April Smith (center) and her band the Great Picture Show dished up an impressive and sadly under-attended performance last Sunday night at Muddy Waters.

James Sinclair

April Smith (center) and her band the Great Picture Show dished up an impressive and sadly under-attended performance last Sunday night at Muddy Waters.

April Smith and the Great Picture Show at Muddy Waters Café

Small Crowds Didn’t Stop This Frontwoman Fro Putting On a Show

In April Smith’s world—an alternate dimension in which the last 60 years of pop music never happened, save for the occasional Led Zeppelin reference—fans of indie rock and Glee are free to commingle. Dressed in an outfit Katy Perry might have abandoned once upon a time, the tiny young singer led her band, the Great Picture Show, through a series of often jitterbug-worthy tunes, belting for the criminally small audience that attended Sunday’s performance at Muddy Waters.

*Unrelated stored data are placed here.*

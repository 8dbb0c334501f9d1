//! Public API types

use axum::Json;
use axum::response::{IntoResponse, Response};
use http::StatusCode;
use serde::{Deserialize, Serialize};

// Errors

pub struct ApiError {
    status: StatusCode,
    error: anyhow::Error,
}

impl ApiError {
    pub fn new(status: StatusCode, message: impl Into<String>) -> Self {
        Self {
            status,
            error: anyhow::anyhow!(message.into()),
        }
    }

    pub fn bad_request(message: impl Into<String>) -> Self {
        Self::new(StatusCode::BAD_REQUEST, message)
    }

    pub fn unauthorized() -> Self {
        Self::new(StatusCode::UNAUTHORIZED, "Please sign in")
    }

    pub fn forbidden() -> Self {
        Self::new(StatusCode::FORBIDDEN, "Admin access required")
    }

    pub fn not_found(message: impl Into<String>) -> Self {
        Self::new(StatusCode::NOT_FOUND, message)
    }

    pub fn status(&self) -> StatusCode {
        self.status
    }
}

/// JSON body of every error response
#[derive(Debug, Serialize, Deserialize)]
pub struct ErrorBody {
    pub error: String,
}

/// Convert `ApiError` into an Axum compatible response.
impl IntoResponse for ApiError {
    fn into_response(self) -> Response {
        if self.status.is_server_error() {
            tracing::error!("{:#}", self.error);
        } else {
            tracing::debug!("{} {}", self.status, self.error);
        }

        let body = ErrorBody {
            error: self.error.to_string(),
        };
        (self.status, Json(body)).into_response()
    }
}

/// Enables using `?` on functions that return `Result<_,
/// anyhow::Error>` to turn them into `Result<_, ApiError>`
impl<E> From<E> for ApiError
where
    E: Into<anyhow::Error>,
{
    fn from(err: E) -> Self {
        Self {
            status: StatusCode::INTERNAL_SERVER_ERROR,
            error: err.into(),
        }
    }
}

// Re-export public types from each route

pub mod admin {
    pub use crate::api::routes::admin::public::*;
}

pub mod events {
    pub use crate::api::routes::events::public::*;
}

pub mod explore {
    pub use crate::api::routes::explore::public::*;
}

pub mod map {
    pub use crate::api::routes::map::public::*;
}

pub mod profile {
    pub use crate::api::routes::profile::public::*;
}

pub mod series {
    pub use crate::api::routes::series::public::*;
}

pub mod vendors {
    pub use crate::api::routes::vendors::public::*;
}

The set began with a tom-tom-driven drum feature, like something an indie Gene Krupa might play, which led into “Movie Loves a Screen,” the opening track from her full-length debut, Songs for a Sinking Ship. In the final bars, the song featured a vocal moment of truth, in which the singer’s voice swelled, broke, and crested beautifully at a bubbly high E.

After that number’s refrain of “I just want to mean something to you,” the next songs, “Drop Dead Gorgeous” and “Terrible Things,” showcased her dark side all the more effectively. The latter tune, where she warned of the nonspecific “things that I hide deep down inside,” was inspired by the show Dexter, but has also been featured in a Weeds promo.

The Los Angeles four-piece Chief, whose debut album comes out in mid August, opened with a solid, if conventional, set of Tom Petty-meets-The Strokes mid-tempo rockers, offering at least one great song. (During the minor-key three-part harmony of “Mighty Proud,” you could practically see tumbleweeds.)

During Smith’s set, her hands-on-hips gestures for “Stop Wondering”—a reality check for any self-congratulating lover—were pure cabaret camp. The song, in her words, “sounded like Judy Garland on a bender.” A natural show-woman, there was no self-consciousness in the way she hammed it up with her well-timed rolls of the eyes and wags of the finger. Judging by her sweet disposition and interaction with the crowd, however, there’s little chance she’s as tart or as sassy as her songs suggest. But by the time she signed off with a cover of Melanie Safka’s ’70s hit “Brand New Key,” I forgot—or didn’t care—that it was mostly an act.